Although I'm not sure what to make of Jackie Chan's contribution to intercultural unity through the forging of new families. We must let who marry Shanghai women, now?

Stories like these are likely to become more commonplace as the One-Child Policy's unintended consequence - bunches of boys, not so many girls - forces young men to seek mates from elsewhere. This is often pointed to as a source of FEAR of WAR by social theorists, who say crowds of unmarried young men tend to be a recipe for invasion and conquest.

On the other hand, though, new research is showing that cold weather, especially in China, is more of a concern, since cold weather = smaller crops = less food = lots of crankiness = invasion and conquest.

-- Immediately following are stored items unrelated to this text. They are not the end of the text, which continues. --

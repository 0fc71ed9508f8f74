use config::Config;
use serde::{Deserialize, Serialize};
use std::path::{Path, PathBuf};
use std::time::Duration;

use crate::error::{LampError, Result};
use crate::supervisor::{ServerCommand, SupervisorOptions};

/// Default address-echo service used for the public IP lookup
pub const DEFAULT_PUBLIC_IP_URL: &str = "https://api64.ipify.org?format=json";

/// Default arguments passed to the spawned server; `{bind}` is substituted
pub const DEFAULT_SERVER_ARGS: &[&str] = &["serve", "--bind", "{bind}"];

#[derive(Debug, Clone, Serialize)]
pub struct LampConfig {
    /// Path to the directory holding lampctl's data
    pub data_dir: String,

    /// Default database, relative to `<data_dir>/databases` unless absolute
    pub database: String,

    /// Address the supervised server binds to
    pub bind_address: String,

    /// Program spawned as the server (default: the running lampctl binary)
    pub server_program: Option<String>,

    /// Arguments for the server program
    pub server_args: Vec<String>,

    /// How long a starting server may take to accept connections
    pub startup_grace_ms: u64,

    /// How long a stopping server may take to exit before it is killed
    pub stop_timeout_ms: u64,

    /// Address-echo endpoint returning `{"ip": "..."}`
    pub public_ip_url: String,

    /// Upper bound for the public IP lookup
    pub public_ip_timeout_ms: u64,
}

const EMPTY_CONFIG: &str = r#"### lampctl configuration file

### directory for databases and other data used by lampctl
# data_dir = "~/.lampctl"

### default database, relative to <data_dir>/databases
# database = "lampctl.db"

### server process settings
# bind_address = "127.0.0.1:5000"
# server_program = "/usr/local/bin/my-server"
# server_args = ["--listen", "{bind}"]
# startup_grace_ms = 1500
# stop_timeout_ms = 5000

### public address lookup
# public_ip_url = "https://api64.ipify.org?format=json"
# public_ip_timeout_ms = 3000
"#;

/// Values as they come out of the file and environment layers
#[derive(Debug, Default, Deserialize)]
struct RawConfig {
    data_dir: Option<String>,
    database: Option<String>,
    bind_address: Option<String>,
    server_program: Option<String>,
    server_args: Option<Vec<String>>,
    startup_grace_ms: Option<u64>,
    stop_timeout_ms: Option<u64>,
    public_ip_url: Option<String>,
    public_ip_timeout_ms: Option<u64>,
}

fn home_dir() -> String {
    dirs::home_dir()
        .map(|h| h.to_string_lossy().to_string())
        .unwrap_or_else(|| ".".to_string())
}

/// Expand a leading `~` to the home directory
fn expand_home(path: &str) -> String {
    match path.strip_prefix('~') {
        Some(rest) if rest.is_empty() || rest.starts_with('/') => {
            format!("{}{}", home_dir(), rest)
        }
        _ => path.to_string(),
    }
}

impl Default for LampConfig {
    fn default() -> Self {
        Self {
            data_dir: format!("{}/.lampctl", home_dir()),
            database: "lampctl.db".to_string(),
            bind_address: "127.0.0.1:5000".to_string(),
            server_program: None,
            server_args: DEFAULT_SERVER_ARGS.iter().map(|s| s.to_string()).collect(),
            startup_grace_ms: 1500,
            stop_timeout_ms: 5000,
            public_ip_url: DEFAULT_PUBLIC_IP_URL.to_string(),
            public_ip_timeout_ms: 3000,
        }
    }
}

impl LampConfig {
    /// Function to create and initialize a new configuration
    ///
    /// Layers, lowest priority first: built-in defaults, the TOML file
    /// (`~/.lampctl/lampctl.toml` unless `path` is given) and `LAMPCTL_*`
    /// environment variables. A missing file is created from a commented
    /// template.
    pub fn new(path: &Option<String>) -> Result<LampConfig> {
        let mut builder = Config::builder();

        let config_file = match path {
            Some(p) => PathBuf::from(p),
            None => PathBuf::from(Self::config_file_path()),
        };

        if config_file.exists() {
            builder = builder.add_source(config::File::from(config_file.as_path()));
        } else {
            if let Some(parent) = config_file.parent().filter(|p| !p.as_os_str().is_empty()) {
                std::fs::create_dir_all(parent).map_err(|e| {
                    LampError::Config(format!(
                        "Unable to create directory {}: {}",
                        parent.display(),
                        e
                    ))
                })?;
            }
            std::fs::write(&config_file, EMPTY_CONFIG).map_err(|e| {
                LampError::Config(format!(
                    "Unable to create config file {}: {}",
                    config_file.display(),
                    e
                ))
            })?;
        }

        // Add in settings from the environment (with a prefix of LAMPCTL)
        // E.g., `LAMPCTL_BIND_ADDRESS=0.0.0.0:8080 lampctl up` would change the bind address
        builder = builder.add_source(
            config::Environment::with_prefix("LAMPCTL")
                .try_parsing(true)
                .list_separator(" ")
                .with_list_parse_key("server_args"),
        );

        let settings = builder
            .build()
            .map_err(|e| LampError::Config(format!("Failed to build configuration: {}", e)))?;

        let raw = settings.try_deserialize::<RawConfig>().map_err(|e| {
            LampError::Config(format!("Failed to deserialize configuration: {}", e))
        })?;

        Ok(Self::from_raw(raw))
    }

    fn from_raw(raw: RawConfig) -> LampConfig {
        let defaults = LampConfig::default();
        LampConfig {
            data_dir: raw
                .data_dir
                .map(|d| expand_home(&d))
                .unwrap_or(defaults.data_dir),
            database: raw.database.unwrap_or(defaults.database),
            bind_address: raw.bind_address.unwrap_or(defaults.bind_address),
            server_program: raw.server_program.map(|p| expand_home(&p)),
            server_args: raw.server_args.unwrap_or(defaults.server_args),
            startup_grace_ms: raw.startup_grace_ms.unwrap_or(defaults.startup_grace_ms),
            stop_timeout_ms: raw.stop_timeout_ms.unwrap_or(defaults.stop_timeout_ms),
            public_ip_url: raw.public_ip_url.unwrap_or(defaults.public_ip_url),
            public_ip_timeout_ms: raw
                .public_ip_timeout_ms
                .unwrap_or(defaults.public_ip_timeout_ms),
        }
    }

    /// Directory holding the database files
    pub fn databases_dir(&self) -> PathBuf {
        Path::new(self.data_dir.trim_end_matches('/')).join("databases")
    }

    /// Path of the default database
    pub fn database_path(&self) -> PathBuf {
        let database = Path::new(&self.database);
        if database.is_absolute() {
            database.to_path_buf()
        } else {
            self.databases_dir().join(database)
        }
    }

    pub fn startup_grace(&self) -> Duration {
        Duration::from_millis(self.startup_grace_ms)
    }

    pub fn stop_timeout(&self) -> Duration {
        Duration::from_millis(self.stop_timeout_ms)
    }

    pub fn public_ip_timeout(&self) -> Duration {
        Duration::from_millis(self.public_ip_timeout_ms)
    }

    /// Whether the server is the lampctl binary itself
    pub fn uses_builtin_server(&self) -> bool {
        self.server_program.is_none()
    }

    /// The program the supervisor spawns
    pub fn server_command(&self) -> Result<ServerCommand> {
        let program = match &self.server_program {
            Some(p) => PathBuf::from(p),
            None => std::env::current_exe().map_err(|e| {
                LampError::Config(format!("Unable to locate the lampctl executable: {}", e))
            })?,
        };
        Ok(ServerCommand::new(program).args(self.server_args.iter().cloned()))
    }

    /// Supervisor settings derived from this configuration
    pub fn supervisor_options(&self) -> Result<SupervisorOptions> {
        Ok(SupervisorOptions {
            command: self.server_command()?,
            startup_grace: self.startup_grace(),
            stop_timeout: self.stop_timeout(),
        })
    }

    /// Display configuration summary
    pub fn summary(&self) -> String {
        let program = self
            .server_program
            .clone()
            .unwrap_or_else(|| "(lampctl)".to_string());

        [
            format!("Config File:        {}", Self::config_file_path()),
            format!("Data Directory:     {}", self.data_dir),
            format!("Databases:          {}", self.databases_dir().display()),
            format!("Default Database:   {}", self.database_path().display()),
            format!("Bind Address:       {}", self.bind_address),
            format!("Server Program:     {}", program),
            format!("Server Arguments:   {}", self.server_args.join(" ")),
            format!("Startup Grace:      {} ms", self.startup_grace_ms),
            format!("Stop Timeout:       {} ms", self.stop_timeout_ms),
            format!("Public IP URL:      {}", self.public_ip_url),
            format!("Public IP Timeout:  {} ms", self.public_ip_timeout_ms),
        ]
        .join("\n")
    }

    /// Get the config file path
    pub fn config_file_path() -> String {
        format!("{}/.lampctl/lampctl.toml", home_dir())
    }
}

/// Format bytes as human-readable size
pub fn format_size(bytes: u64) -> String {
    const KB: u64 = 1024;
    const MB: u64 = KB * 1024;
    const GB: u64 = MB * 1024;

    if bytes >= GB {
        format!("{:.2} GB", bytes as f64 / GB as f64)
    } else if bytes >= MB {
        format!("{:.2} MB", bytes as f64 / MB as f64)
    } else if bytes >= KB {
        format!("{:.2} KB", bytes as f64 / KB as f64)
    } else {
        format!("{} B", bytes)
    }
}

#[cfg(test)]
mod tests {
    use super::*;

    #[test]
    fn test_default_config() {
        let config = LampConfig::default();
        assert_eq!(config.bind_address, "127.0.0.1:5000");
        assert_eq!(config.startup_grace_ms, 1500);
        assert_eq!(config.stop_timeout_ms, 5000);
        assert_eq!(config.public_ip_timeout_ms, 3000);
        assert_eq!(config.server_args, vec!["serve", "--bind", "{bind}"]);
        assert!(config.uses_builtin_server());
    }

    #[test]
    fn test_paths() {
        let config = LampConfig {
            data_dir: "/test/dir/".to_string(),
            ..LampConfig::default()
        };
        assert_eq!(config.databases_dir(), PathBuf::from("/test/dir/databases"));
        assert_eq!(
            config.database_path(),
            PathBuf::from("/test/dir/databases/lampctl.db")
        );

        let config = LampConfig {
            database: "/elsewhere/app.db".to_string(),
            ..config
        };
        assert_eq!(config.database_path(), PathBuf::from("/elsewhere/app.db"));
    }

    #[test]
    fn test_durations() {
        let config = LampConfig {
            startup_grace_ms: 250,
            stop_timeout_ms: 2000,
            ..LampConfig::default()
        };
        assert_eq!(config.startup_grace(), Duration::from_millis(250));
        assert_eq!(config.stop_timeout(), Duration::from_secs(2));
    }

    #[test]
    fn test_missing_file_is_created_from_template() {
        let dir = tempfile::tempdir().unwrap();
        let path = dir.path().join("conf").join("lampctl.toml");

        let config = LampConfig::new(&Some(path.to_string_lossy().to_string())).unwrap();
        assert!(path.exists());
        assert_eq!(
            std::fs::read_to_string(&path).unwrap(),
            EMPTY_CONFIG.to_string()
        );
        assert_eq!(config.database, "lampctl.db");
    }

    #[test]
    fn test_file_values_override_defaults() {
        let dir = tempfile::tempdir().unwrap();
        let path = dir.path().join("lampctl.toml");
        std::fs::write(
            &path,
            r#"
data_dir = "/srv/lamp"
database = "site.db"
server_program = "/usr/bin/env"
server_args = ["python3", "-m", "http.server", "--bind", "{bind}"]
stop_timeout_ms = 750
"#,
        )
        .unwrap();

        let config = LampConfig::new(&Some(path.to_string_lossy().to_string())).unwrap();
        assert_eq!(config.data_dir, "/srv/lamp");
        assert_eq!(config.database_path(), PathBuf::from("/srv/lamp/databases/site.db"));
        assert_eq!(config.stop_timeout_ms, 750);
        assert_eq!(config.startup_grace_ms, 1500);
        assert!(!config.uses_builtin_server());

        let command = config.server_command().unwrap();
        assert_eq!(command.program(), Path::new("/usr/bin/env"));
        assert_eq!(
            command.render_args("127.0.0.1:8000"),
            vec!["python3", "-m", "http.server", "--bind", "127.0.0.1:8000"]
        );
    }

    #[test]
    fn test_invalid_file_is_config_error() {
        let dir = tempfile::tempdir().unwrap();
        let path = dir.path().join("broken.toml");
        std::fs::write(&path, "stop_timeout_ms = \"soon\"\n").unwrap();

        assert!(matches!(
            LampConfig::new(&Some(path.to_string_lossy().to_string())),
            Err(LampError::Config(_))
        ));
    }

    #[test]
    fn test_expand_home() {
        let home = home_dir();
        assert_eq!(expand_home("~/.lampctl"), format!("{}/.lampctl", home));
        assert_eq!(expand_home("/abs/path"), "/abs/path");
        assert_eq!(expand_home("~other"), "~other");
    }

    #[test]
    fn test_format_size() {
        assert_eq!(format_size(500), "500 B");
        assert_eq!(format_size(1536), "1.50 KB");
        assert_eq!(format_size(1048576), "1.00 MB");
    }
}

And reassuringly, China already has an armed group of farmers taking control of the weather. With big guns. The guns are loaded with silver iodide particles that should make it rain. They're called the Weather Modification Program.

So rest easy, folks. Everything will work out in the end....

Comments, Pingbacks:

Comment from: MommyLis2001 [Member] Email · http://www.stretchmarkmama.com
What a crazy world we live in! :)
PermalinkPermalink 07/17/07 @ 08:58
Comment from: bugmenot [Member] Email
When China goes to war with the world, for whose side will your children fight?

(Discussions of loyalty, race and family seem less academic when they are held at the barrel of a plasma death ray.)
PermalinkPermalink 07/17/07 @ 09:07
Comment from: grant [Member] Email · http://china.adoptionblogs.com/
They will fight for ME and MY HOUSE!

And they will strike FEAR into the hearts of our enemies!
PermalinkPermalink 07/17/07 @ 09:20
Comment from: xinpheld [Member] Email · http://xinpheld.googlepages.com/home
My daughter may have been born in China, but she's growing up American. On the whole, we put little emphasis on nationality either way, and consider ourselves citizens of the world, in a sense. But if/when China goes Borg on us and tries to assimilate the world (they're already 1/5 of the way there, after all), I worry about how my daughter will be treated. Will it be concentration camps? Just general mistreatment, like post-9/11 Arabic Americans of today? Will she and her ilk be looked at like some sort of tiny Manchurian Candidates, adopted ticking time bombs waiting for their Executive Order 66? Okay, maybe that's a little extreme, but still, it worries me.
PermalinkPermalink 07/17/07 @ 10:09
Comment from: Chromesthesia [Member] Email
If I'm interested in Asian culture does that make me a yellow cake with chocolate frosting?
Will my son be a devil's food cake with buttercreme frosting then?
I'm just finding these food analogies to be hilarious.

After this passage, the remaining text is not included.